Предметом оказался не лом и не бита — пустая пластиковая бутылка из-под минералки. Лина поняла, что уже рассматривает чёрно-белое изображение, хотя и держит руку максимально вытянутой. Фотография выглядела не грозной и не страшной, даже не смотря на перекошенное лицо мужчины. Лина бы могла и посмеяться, настолько дурацким вышло изображение. Если бы не видела уголок салона за спиной водителя. Тьма, благодаря монохрому, там была совершенно бездонная — и
И ещё — хотя это было невозможно, ведь это фото, а не видео! — но Лина видела, что выражение лица водителя медленно меняется. Как при проявке на фотобумаге, проступает новое выражение: недоумения и растерянности. И глаза — выкаченные, как белые шарики для пинг-понга с черными кружками зрачков — начинают так же медленно смещаться. Словно пытаясь что-то рассмотреть в стороне.
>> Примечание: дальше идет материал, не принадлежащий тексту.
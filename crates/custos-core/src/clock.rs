//! Wall-clock sources
//!
//! Veto windows and calendar rules compare against `DateTime<Utc>`. Services
//! take a [`SharedClock`] so tests can drive time explicitly.

use chrono::{DateTime, Utc};
use parking_lot::Mutex;
use std::fmt::Debug;
use std::sync::Arc;
use std::time::Duration;

/// Source of the current time
pub trait Clock: Send + Sync + Debug {
    /// Current instant
    fn now(&self) -> DateTime<Utc>;
}

/// Shared clock handle
pub type SharedClock = Arc<dyn Clock>;

/// Operating-system wall clock
#[derive(Debug, Clone, Copy, Default)]
pub struct SystemClock;

impl Clock for SystemClock {
    fn now(&self) -> DateTime<Utc> {
        Utc::now()
    }
}

/// Wall clock that advances with the tokio timer
///
/// Anchored to the system time at construction and moved forward by tokio's
/// monotonic clock, so it stays consistent with `tokio::time::sleep` deadlines,
/// including under a paused test runtime.
#[derive(Debug, Clone, Copy)]
pub struct TokioClock {
    base_utc: DateTime<Utc>,
    base_instant: tokio::time::Instant,
}

impl TokioClock {
    /// Anchor a new clock at the current time
    #[must_use]
    pub fn new() -> Self {
        Self {
            base_utc: Utc::now(),
            base_instant: tokio::time::Instant::now(),
        }
    }

    /// Anchor a new clock at a given wall time
    #[must_use]
    pub fn anchored_at(base_utc: DateTime<Utc>) -> Self {
        Self {
            base_utc,
            base_instant: tokio::time::Instant::now(),
        }
    }
}

impl Default for TokioClock {
    fn default() -> Self {
        Self::new()
    }
}

impl Clock for TokioClock {
    fn now(&self) -> DateTime<Utc> {
        let elapsed = tokio::time::Instant::now().duration_since(self.base_instant);
        self.base_utc + chrono::Duration::from_std(elapsed).unwrap_or(chrono::Duration::MAX)
    }
}

/// Manually driven clock
#[derive(Debug)]
pub struct ManualClock {
    now: Mutex<DateTime<Utc>>,
}

impl ManualClock {
    /// Create clock frozen at `start`
    #[must_use]
    pub fn new(start: DateTime<Utc>) -> Self {
        Self {
            now: Mutex::new(start),
        }
    }

    /// Jump to `at`
    pub fn set(&self, at: DateTime<Utc>) {
        *self.now.lock() = at;
    }

    /// Move forward by `by`
    pub fn advance(&self, by: Duration) {
        let mut now = self.now.lock();
        *now += chrono::Duration::from_std(by).unwrap_or(chrono::Duration::MAX);
    }
}

impl Clock for ManualClock {
    fn now(&self) -> DateTime<Utc> {
        *self.now.lock()
    }
}

#[cfg(test)]
mod tests {
    use super::*;
    use chrono::TimeZone;

    #[test]
    fn manual_clock_moves_only_when_told() {
        let start = Utc.with_ymd_and_hms(2025, 3, 4, 10, 0, 0).unwrap();
        let clock = ManualClock::new(start);
        assert_eq!(clock.now(), start);
        clock.advance(Duration::from_millis(1_500));
        assert_eq!(clock.now(), start + chrono::Duration::milliseconds(1_500));
    }

    #[tokio::test(start_paused = true)]
    async fn tokio_clock_follows_paused_time() {
        let start = Utc.with_ymd_and_hms(2025, 3, 4, 10, 0, 0).unwrap();
        let clock = TokioClock::anchored_at(start);
        tokio::time::advance(Duration::from_secs(60)).await;
        assert_eq!(clock.now(), start + chrono::Duration::seconds(60));
    }
}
— Не может быть… нет… — Лина осела прямо на пол, на старенький коврик для ног, но сейчас её это совсем не волновало.
Вцепившись в телефон двумя руками — те дрожали — она открыла фотогалерею. Охнула, закусила губу чуть не до крови, но отбросить проклятый гаджет не смогла. Сидела, прижавшись спиной к двери, за которой приглушённо гудело и бурлило, всхохатывало и перекликалось человеческими голосами. И смотрела, смотрела, смотрела — как сосед-матерщинник застыл в позе недоумения возле скамейки на берегу прудика. Здесь движение тоже было едва заметным, но всё же Лина застала перемену: мужчина что-то увидел там, за кадром и начала пятиться.
А вот он, разом проскочив две следующие фотографии, на лестнице из грубых камней, застыл в бегущей позе, спиной к зрителям. Оглядывается через плечо: виден только один выкаченный до предела, полный ужаса глаз.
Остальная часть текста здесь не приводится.